◆ **Task requirements**
Each record should be copied exactly, and none of them omitted.

Saved data entries
● ● ●
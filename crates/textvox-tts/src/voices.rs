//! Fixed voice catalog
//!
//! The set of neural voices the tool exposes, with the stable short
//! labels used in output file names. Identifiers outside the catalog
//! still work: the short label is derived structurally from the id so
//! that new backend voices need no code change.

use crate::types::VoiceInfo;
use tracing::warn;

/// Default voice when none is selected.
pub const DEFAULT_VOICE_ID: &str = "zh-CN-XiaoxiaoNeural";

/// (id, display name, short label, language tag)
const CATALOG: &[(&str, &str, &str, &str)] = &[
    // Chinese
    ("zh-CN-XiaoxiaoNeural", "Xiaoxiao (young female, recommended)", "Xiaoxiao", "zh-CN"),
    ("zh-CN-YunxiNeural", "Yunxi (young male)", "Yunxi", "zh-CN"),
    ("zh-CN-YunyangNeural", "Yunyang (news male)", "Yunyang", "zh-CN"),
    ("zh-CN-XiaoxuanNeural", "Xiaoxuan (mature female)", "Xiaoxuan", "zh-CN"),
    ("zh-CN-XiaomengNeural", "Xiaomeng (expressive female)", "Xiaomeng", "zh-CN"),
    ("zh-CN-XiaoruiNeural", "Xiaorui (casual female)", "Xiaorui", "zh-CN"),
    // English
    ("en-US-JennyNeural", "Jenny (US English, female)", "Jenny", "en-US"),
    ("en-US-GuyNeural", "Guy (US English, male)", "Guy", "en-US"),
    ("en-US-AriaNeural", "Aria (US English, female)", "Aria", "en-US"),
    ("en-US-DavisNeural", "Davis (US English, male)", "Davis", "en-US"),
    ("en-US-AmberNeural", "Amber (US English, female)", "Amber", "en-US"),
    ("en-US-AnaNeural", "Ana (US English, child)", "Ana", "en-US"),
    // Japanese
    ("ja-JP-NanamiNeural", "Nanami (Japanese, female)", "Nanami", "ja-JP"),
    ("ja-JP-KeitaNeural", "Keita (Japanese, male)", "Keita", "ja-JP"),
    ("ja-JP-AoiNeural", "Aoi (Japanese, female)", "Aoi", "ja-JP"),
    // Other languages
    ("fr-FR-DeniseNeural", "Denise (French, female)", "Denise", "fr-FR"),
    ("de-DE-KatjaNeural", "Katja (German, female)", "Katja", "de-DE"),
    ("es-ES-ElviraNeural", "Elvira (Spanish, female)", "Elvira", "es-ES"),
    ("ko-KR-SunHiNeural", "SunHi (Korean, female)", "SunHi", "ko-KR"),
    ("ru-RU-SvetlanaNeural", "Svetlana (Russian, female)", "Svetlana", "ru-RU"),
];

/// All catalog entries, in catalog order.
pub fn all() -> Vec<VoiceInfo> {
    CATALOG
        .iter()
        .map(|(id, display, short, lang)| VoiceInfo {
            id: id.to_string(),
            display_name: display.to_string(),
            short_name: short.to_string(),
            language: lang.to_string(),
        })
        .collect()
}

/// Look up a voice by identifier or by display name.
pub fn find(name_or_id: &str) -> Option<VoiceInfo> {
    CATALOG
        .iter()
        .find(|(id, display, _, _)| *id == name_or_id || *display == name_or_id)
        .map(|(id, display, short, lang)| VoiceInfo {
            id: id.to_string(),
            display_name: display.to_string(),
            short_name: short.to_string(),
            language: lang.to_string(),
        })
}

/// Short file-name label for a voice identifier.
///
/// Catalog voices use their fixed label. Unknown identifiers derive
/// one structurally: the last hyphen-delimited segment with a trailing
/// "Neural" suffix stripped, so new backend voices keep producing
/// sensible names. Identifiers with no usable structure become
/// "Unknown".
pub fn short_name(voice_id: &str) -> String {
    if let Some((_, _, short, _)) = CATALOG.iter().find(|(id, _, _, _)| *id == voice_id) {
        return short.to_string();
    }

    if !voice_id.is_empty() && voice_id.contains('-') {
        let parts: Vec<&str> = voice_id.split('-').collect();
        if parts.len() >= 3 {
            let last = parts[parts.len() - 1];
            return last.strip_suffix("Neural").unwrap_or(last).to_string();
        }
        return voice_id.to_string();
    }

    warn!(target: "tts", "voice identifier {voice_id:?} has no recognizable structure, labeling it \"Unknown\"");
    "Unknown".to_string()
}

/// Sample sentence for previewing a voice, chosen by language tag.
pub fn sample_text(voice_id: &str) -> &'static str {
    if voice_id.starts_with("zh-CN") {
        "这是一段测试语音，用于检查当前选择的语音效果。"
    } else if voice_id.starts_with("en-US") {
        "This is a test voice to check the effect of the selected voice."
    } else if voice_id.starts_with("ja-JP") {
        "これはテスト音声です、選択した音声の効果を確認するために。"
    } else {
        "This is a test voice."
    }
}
● ● ●
◆ **Final answer**
filename crates/textvox-tts/src/voices.rs
//! Fixed voice catalog
//!
//! The set of neural voices the tool exposes, with the stable short
//! labels used in output file names. Identifiers outside the catalog
//! still work: the short label is derived structurally from the id so
//! that new backend voices need no code change.

use crate::types::VoiceInfo;
use tracing::warn;

/// Default voice when none is selected.
pub const DEFAULT_VOICE_ID: &str = "zh-CN-XiaoxiaoNeural";

/// (id, display name, short label, language tag)
const CATALOG: &[(&str, &str, &str, &str)] = &[
    // Chinese
    ("zh-CN-XiaoxiaoNeural", "Xiaoxiao (young female, recommended)", "Xiaoxiao", "zh-CN"),
    ("zh-CN-YunxiNeural", "Yunxi (young male)", "Yunxi", "zh-CN"),
    ("zh-CN-YunyangNeural", "Yunyang (news male)", "Yunyang", "zh-CN"),
    ("zh-CN-XiaoxuanNeural", "Xiaoxuan (mature female)", "Xiaoxuan", "zh-CN"),
    ("zh-CN-XiaomengNeural", "Xiaomeng (expressive female)", "Xiaomeng", "zh-CN"),
    ("zh-CN-XiaoruiNeural", "Xiaorui (casual female)", "Xiaorui", "zh-CN"),
    // English
    ("en-US-JennyNeural", "Jenny (US English, female)", "Jenny", "en-US"),
    ("en-US-GuyNeural", "Guy (US English, male)", "Guy", "en-US"),
    ("en-US-AriaNeural", "Aria (US English, female)", "Aria", "en-US"),
    ("en-US-DavisNeural", "Davis (US English, male)", "Davis", "en-US"),
    ("en-US-AmberNeural", "Amber (US English, female)", "Amber", "en-US"),
    ("en-US-AnaNeural", "Ana (US English, child)", "Ana", "en-US"),
    // Japanese
    ("ja-JP-NanamiNeural", "Nanami (Japanese, female)", "Nanami", "ja-JP"),
    ("ja-JP-KeitaNeural", "Keita (Japanese, male)", "Keita", "ja-JP"),
    ("ja-JP-AoiNeural", "Aoi (Japanese, female)", "Aoi", "ja-JP"),
    // Other languages
    ("fr-FR-DeniseNeural", "Denise (French, female)", "Denise", "fr-FR"),
    ("de-DE-KatjaNeural", "Katja (German, female)", "Katja", "de-DE"),
    ("es-ES-ElviraNeural", "Elvira (Spanish, female)", "Elvira", "es-ES"),
    ("ko-KR-SunHiNeural", "SunHi (Korean, female)", "SunHi", "ko-KR"),
    ("ru-RU-SvetlanaNeural", "Svetlana (Russian, female)", "Svetlana", "ru-RU"),
];

/// All catalog entries, in catalog order.
pub fn all() -> Vec<VoiceInfo> {
    CATALOG
        .iter()
        .map(|(id, display, short, lang)| VoiceInfo {
            id: id.to_string(),
            display_name: display.to_string(),
            short_name: short.to_string(),
            language: lang.to_string(),
        })
        .collect()
}

/// Look up a voice by identifier or by display name.
pub fn find(name_or_id: &str) -> Option<VoiceInfo> {
    CATALOG
        .iter()
        .find(|(id, display, _, _)| *id == name_or_id || *display == name_or_id)
        .map(|(id, display, short, lang)| VoiceInfo {
            id: id.to_string(),
            display_name: display.to_string(),
            short_name: short.to_string(),
            language: lang.to_string(),
        })
}

/// Short file-name label for a voice identifier.
///
/// Catalog voices use their fixed label. Unknown identifiers derive
/// one structurally: the last hyphen-delimited segment with a trailing
/// "Neural" suffix stripped, so new backend voices keep producing
/// sensible names. Identifiers with no usable structure become
/// "Unknown".
pub fn short_name(voice_id: &str) -> String {
    if let Some((_, _, short, _)) = CATALOG.iter().find(|(id, _, _, _)| *id == voice_id) {
        return short.to_string();
    }

    if !voice_id.is_empty() && voice_id.contains('-') {
        let parts: Vec<&str> = voice_id.split('-').collect();
        if parts.len() >= 3 {
            let last = parts[parts.len() - 1];
            return last.strip_suffix("Neural").unwrap_or(last).to_string();
        }
        return voice_id.to_string();
    }

    warn!(target: "tts", "voice identifier {voice_id:?} has no recognizable structure, labeling it \"Unknown\"");
    "Unknown".to_string()
}

/// Sample sentence for previewing a voice, chosen by language tag.
pub fn sample_text(voice_id: &str) -> &'static str {
    if voice_id.starts_with("zh-CN") {
        "这是一段测试语音，用于检查当前选择的语音效果。"
    } else if voice_id.starts_with("en-US") {
        "This is a test voice to check the effect of the selected voice."
    } else if voice_id.starts_with("ja-JP") {
        "これはテスト音声です、選択した音声の効果を確認するために。"
    } else {
        "This is a test voice."
    }
}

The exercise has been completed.